I stared at the HR woman in disbelief. I turned to my supervisor, who was choking back tears. Tears. I asked why. The woman from HR smirked and said that the official reason was business slow-down. I was welcome to file for and collect unemployment, she said. “But off the record? You have a lousy attitude,” she growled at me.
The HR woman sat in the cubicle of BMC closest to the LTC offices. Apparently I’d been overheard complaining about my time there.
I was stunned. In retrospect, there were of course a million things I wanted to say and do. Right at the top of that list was telling that very ugly HR woman that her prized designer hat (which matched her purse) made her look even more desperate and cow-like than usual. Next on the list was asking my supervisor to speak up on my behalf… but it was clear, from the way it all transpired, that she’d pleaded my case and been told that if she didn’t put up and shut up, she’d be next.

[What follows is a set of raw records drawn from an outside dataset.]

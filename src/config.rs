use serde::{Deserialize, Serialize};
use std::time::Duration;

#[derive(Debug, Clone, Serialize, Deserialize)]
pub struct Config {
    pub server: ServerConfig,
    #[serde(default)]
    pub service: ServiceConfig,
    #[serde(default)]
    pub lookups: LookupConfig,
    #[serde(default)]
    pub reputation: ReputationConfig,
    #[serde(default)]
    pub shortener: ShortenerConfig,
    /// Host fragments and addresses reported by phishing statistics feeds
    #[serde(default = "default_suspicious_hosts")]
    pub suspicious_hosts: Vec<String>,
}

#[derive(Debug, Clone, Serialize, Deserialize)]
pub struct ServerConfig {
    pub listen: String,
    pub model_path: String,
}

#[derive(Debug, Clone, Serialize, Deserialize)]
#[serde(default)]
pub struct ServiceConfig {
    pub batch_concurrency: usize,
}

#[derive(Debug, Clone, Serialize, Deserialize)]
#[serde(default)]
pub struct LookupConfig {
    /// Skip all network lookups; every network-backed feature becomes the sentinel
    pub offline: bool,
    pub whois_timeout_seconds: u64,
    pub dns_timeout_seconds: u64,
    pub page_timeout_seconds: u64,
    pub max_redirects: u8,
    pub user_agent: String,
}

#[derive(Debug, Clone, Serialize, Deserialize)]
#[serde(default)]
pub struct ReputationConfig {
    pub enabled: bool,
    pub timeout_seconds: u64,
    pub rank_api_url: String,
    pub page_rank_api_url: String,
    pub page_rank_api_key: Option<String>,
    /// Search URL template, `{domain}` is substituted
    pub index_check_url: Option<String>,
}

#[derive(Debug, Clone, Serialize, Deserialize)]
#[serde(default)]
pub struct ShortenerConfig {
    pub enabled: bool,
    pub endpoint: String,
    pub timeout_seconds: u64,
}

impl Default for Config {
    fn default() -> Self {
        Config {
            server: ServerConfig {
                listen: "127.0.0.1:5000".to_string(),
                model_path: "model/forest.json".to_string(),
            },
            service: ServiceConfig::default(),
            lookups: LookupConfig::default(),
            reputation: ReputationConfig::default(),
            shortener: ShortenerConfig::default(),
            suspicious_hosts: default_suspicious_hosts(),
        }
    }
}

impl Default for ServiceConfig {
    fn default() -> Self {
        Self {
            batch_concurrency: 8,
        }
    }
}

impl Default for LookupConfig {
    fn default() -> Self {
        Self {
            offline: false,
            whois_timeout_seconds: 10,
            dns_timeout_seconds: 5,
            page_timeout_seconds: 10,
            max_redirects: 10,
            user_agent: format!("phish-detect/{}", env!("CARGO_PKG_VERSION")),
        }
    }
}

impl Default for ReputationConfig {
    fn default() -> Self {
        Self {
            enabled: false,
            timeout_seconds: 5,
            rank_api_url: "https://tranco-list.eu/api/ranks/domain/".to_string(),
            page_rank_api_url: "https://openpagerank.com/api/v1.0/getPageRank".to_string(),
            page_rank_api_key: None,
            index_check_url: None,
        }
    }
}

impl Default for ShortenerConfig {
    fn default() -> Self {
        Self {
            enabled: true,
            endpoint: "https://tinyurl.com/api-create.php".to_string(),
            timeout_seconds: 5,
        }
    }
}

impl LookupConfig {
    /// Configuration that never touches the network
    pub fn offline() -> Self {
        Self {
            offline: true,
            ..Self::default()
        }
    }

    pub fn whois_timeout(&self) -> Duration {
        Duration::from_secs(self.whois_timeout_seconds)
    }

    pub fn dns_timeout(&self) -> Duration {
        Duration::from_secs(self.dns_timeout_seconds)
    }

    pub fn page_timeout(&self) -> Duration {
        Duration::from_secs(self.page_timeout_seconds)
    }
}

fn default_suspicious_hosts() -> Vec<String> {
    [
        "at.ua",
        "usa.cc",
        "baltazarpresentes.com.br",
        "pe.hu",
        "esy.es",
        "hol.es",
        "sweddy.com",
        "myjino.ru",
        "96.lt",
        "ow.ly",
        "146.112.61.108",
        "213.174.157.151",
        "121.50.168.88",
        "192.185.217.116",
        "78.46.211.158",
        "181.174.165.13",
        "46.242.145.103",
        "121.50.168.40",
        "83.125.22.219",
        "46.242.145.98",
        "107.151.148.44",
        "107.151.148.107",
        "64.70.19.203",
        "199.184.144.27",
        "107.151.148.108",
        "107.151.148.109",
        "119.28.52.61",
        "54.83.43.69",
        "52.69.166.231",
        "216.58.192.225",
        "118.184.25.86",
        "67.208.74.71",
        "23.253.126.58",
        "104.239.157.210",
        "175.126.123.219",
        "141.8.224.221",
        "10.10.10.10",
        "43.229.108.32",
        "103.232.215.140",
        "69.172.201.153",
        "216.218.185.162",
        "54.225.104.146",
        "103.243.24.98",
        "199.59.243.120",
        "31.170.160.61",
        "213.19.128.77",
        "62.113.226.131",
        "208.100.26.234",
        "195.16.127.102",
        "195.16.127.157",
        "34.196.13.28",
        "103.224.212.222",
        "172.217.4.225",
        "54.72.9.51",
        "192.64.147.141",
        "198.200.56.183",
        "23.253.164.103",
        "52.48.191.26",
        "52.214.197.72",
        "87.98.255.18",
        "209.99.17.27",
        "216.38.62.18",
        "104.130.124.96",
        "47.89.58.141",
        "54.86.225.156",
        "54.82.156.19",
        "37.157.192.102",
        "204.11.56.48",
        "110.34.231.42",
    ]
    .iter()
    .map(|s| s.to_string())
    .collect()
}

impl Config {
    pub fn from_file(path: &str) -> anyhow::Result<Self> {
        let content = std::fs::read_to_string(path)?;
        let config: Config = serde_yaml::from_str(&content)?;
        config.validate()?;
        Ok(config)
    }

    pub fn to_file(&self, path: &str) -> anyhow::Result<()> {
        let content = serde_yaml::to_string(self)?;
        std::fs::write(path, content)?;
        Ok(())
    }

    pub fn validate(&self) -> anyhow::Result<()> {
        if self.service.batch_concurrency == 0 {
            anyhow::bail!("service.batch_concurrency must be at least 1");
        }
        if self.server.listen.parse::<std::net::SocketAddr>().is_err() {
            anyhow::bail!("server.listen is not a socket address: {}", self.server.listen);
        }
        if let Some(template) = &self.reputation.index_check_url {
            if !template.contains("{domain}") {
                anyhow::bail!("reputation.index_check_url must contain {{domain}}");
            }
        }
        Ok(())
    }
}

#[cfg(test)]
mod tests {
    use super::*;

    #[test]
    fn test_default_config_is_valid() {
        let config = Config::default();
        assert!(config.validate().is_ok());
        assert_eq!(config.server.listen, "127.0.0.1:5000");
        assert!(!config.lookups.offline);
        assert!(!config.suspicious_hosts.is_empty());
    }

    #[test]
    fn test_minimal_yaml_fills_defaults() {
        let yaml = r#"
server:
  listen: "0.0.0.0:8080"
  model_path: "/srv/forest.json"
lookups:
  offline: true
  page_timeout_seconds: 4
"#;
        let config: Config = serde_yaml::from_str(yaml).unwrap();
        assert!(config.validate().is_ok());
        assert_eq!(config.server.model_path, "/srv/forest.json");
        assert!(config.lookups.offline);
        assert_eq!(config.lookups.page_timeout(), Duration::from_secs(4));
        assert_eq!(config.lookups.whois_timeout(), Duration::from_secs(10));
        assert_eq!(config.service.batch_concurrency, 8);
        assert!(config.shortener.enabled);
        assert!(config.suspicious_hosts.contains(&"at.ua".to_string()));
    }

    #[test]
    fn test_validation_rejects_bad_values() {
        let mut config = Config::default();
        config.service.batch_concurrency = 0;
        assert!(config.validate().is_err());

        let mut config = Config::default();
        config.server.listen = "not an address".to_string();
        assert!(config.validate().is_err());

        let mut config = Config::default();
        config.reputation.index_check_url = Some("https://search.example/?q=site".to_string());
        assert!(config.validate().is_err());
    }

    #[test]
    fn test_round_trip_through_file() {
        let path = std::env::temp_dir().join(format!(
            "phish-detect-config-{}.yaml",
            std::process::id()
        ));
        let path = path.to_string_lossy().to_string();

        let mut config = Config::default();
        config.shortener.enabled = false;
        config.to_file(&path).unwrap();

        let loaded = Config::from_file(&path).unwrap();
        assert!(!loaded.shortener.enabled);
        assert_eq!(loaded.server.listen, config.server.listen);

        let _ = std::fs::remove_file(&path);
    }
}
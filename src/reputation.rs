//! Third-party reputation lookups: traffic rank, page rank and search-index
//! presence. Every lookup is optional and individually time-limited.

use crate::config::ReputationConfig;
use anyhow::{anyhow, Result};
use reqwest::Client;
use serde_json::Value;
use std::time::Duration;

pub struct ReputationClient {
    client: Client,
    config: ReputationConfig,
}

impl ReputationClient {
    pub fn new(config: ReputationConfig, user_agent: &str) -> Result<Self, reqwest::Error> {
        let client = Client::builder()
            .timeout(Duration::from_secs(config.timeout_seconds))
            .user_agent(user_agent)
            .build()?;
        Ok(Self { client, config })
    }

    pub fn enabled(&self) -> bool {
        self.config.enabled
    }

    /// Popularity rank of `domain`; `None` when the list does not rank it
    pub async fn traffic_rank(&self, domain: &str) -> Result<Option<u64>> {
        self.ensure_enabled()?;
        let url = format!("{}{}", self.config.rank_api_url, domain);
        let body: Value = self.client.get(&url).send().await?.error_for_status()?.json().await?;
        Ok(parse_rank(&body))
    }

    /// Open PageRank style decimal rank of `domain`
    pub async fn page_rank(&self, domain: &str) -> Result<f64> {
        self.ensure_enabled()?;
        let key = self
            .config
            .page_rank_api_key
            .as_deref()
            .ok_or_else(|| anyhow!("No page rank API key configured"))?;

        let body: Value = self
            .client
            .get(&self.config.page_rank_api_url)
            .query(&[("domains[]", domain)])
            .header("API-OPR", key)
            .send()
            .await?
            .error_for_status()?
            .json()
            .await?;

        parse_page_rank(&body).ok_or_else(|| anyhow!("No page rank for {domain}"))
    }

    /// Whether the configured search endpoint lists pages of `domain`
    pub async fn is_indexed(&self, domain: &str) -> Result<bool> {
        self.ensure_enabled()?;
        let template = self
            .config
            .index_check_url
            .as_deref()
            .ok_or_else(|| anyhow!("No index check URL configured"))?;

        let url = template.replace("{domain}", domain);
        let body = self.client.get(&url).send().await?.error_for_status()?.text().await?;
        Ok(body.to_lowercase().contains(&domain.to_lowercase()))
    }

    fn ensure_enabled(&self) -> Result<()> {
        if self.config.enabled {
            Ok(())
        } else {
            Err(anyhow!("Reputation lookups are disabled"))
        }
    }
}

fn parse_rank(body: &Value) -> Option<u64> {
    body.get("ranks")?
        .as_array()?
        .iter()
        .filter_map(|entry| entry.get("rank").and_then(Value::as_u64))
        .next()
}

fn parse_page_rank(body: &Value) -> Option<f64> {
    let entry = body.get("response")?.as_array()?.first()?;
    match entry.get("page_rank_decimal")? {
        Value::Number(n) => n.as_f64(),
        Value::String(s) => s.trim().parse().ok(),
        _ => None,
    }
}

#[cfg(test)]
mod tests {
    use super::*;
    use serde_json::json;

    #[test]
    fn test_parse_rank() {
        let body = json!({"domain": "google.com", "ranks": [{"date": "2024-01-01", "rank": 1}]});
        assert_eq!(parse_rank(&body), Some(1));

        let unranked = json!({"domain": "lilagoraj.pl", "ranks": []});
        assert_eq!(parse_rank(&unranked), None);
        assert_eq!(parse_rank(&json!({})), None);
    }

    #[test]
    fn test_parse_page_rank() {
        let body = json!({"status_code": 200, "response": [{"page_rank_decimal": 7.5}]});
        assert_eq!(parse_page_rank(&body), Some(7.5));

        let as_string = json!({"response": [{"page_rank_decimal": "2.31"}]});
        assert_eq!(parse_page_rank(&as_string), Some(2.31));

        let missing = json!({"response": [{"page_rank_decimal": ""}]});
        assert_eq!(parse_page_rank(&missing), None);
    }

    #[tokio::test]
    async fn test_disabled_client_never_queries() {
        let client = ReputationClient::new(ReputationConfig::default(), "test").unwrap();
        assert!(!client.enabled());
        assert!(client.traffic_rank("example.com").await.is_err());
        assert!(client.page_rank("example.com").await.is_err());
        assert!(client.is_indexed("example.com").await.is_err());
    }
}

The meeting was brief. I’d been hip-deep in a file when I was called in, and it was still spread in piles all over and around my desk when I went back into the office. The HR lady followed me as I started to pick the papers up, and reiterated that I was being dismissed immediately. I was to take my belongings and leave.
I had never been fired before. I went home and cried for the rest of the day. I was in the middle of a nasty divorce and I’d been fired. Someone who had nothing to do with my work and knew nothing about me other than that I was not a company pom-pom waver had been allowed to decide my fate. I’d worked my tail off and this was my reward?? What was the point of even trying? I was shaken to my core, for longer than I would like to admit.
If I ever run into that HR woman, I will tell her two things. First, I will thank her for saving me from turning into someone who is just grateful to have a job, because a job means money, and in drastic times money can seem more important than self-respect. I might never have quit BMC or LTC. I was overworked, underpaid, and disregarded… and I never would have left, because I was newly single with two kids and in my frustration and guilt I felt trapped. Being unemployed was terrifying. After a while, it was liberating. The world didn’t end. My priorities came into focus. My re-entry into the working world was a rough one, but I am so much better equipped, now, to find the job that will provide for my family without the proverbial bartering of my soul. Given the opportunity, I will first thank her for that.
Second? She needs to hear about that stupid hat.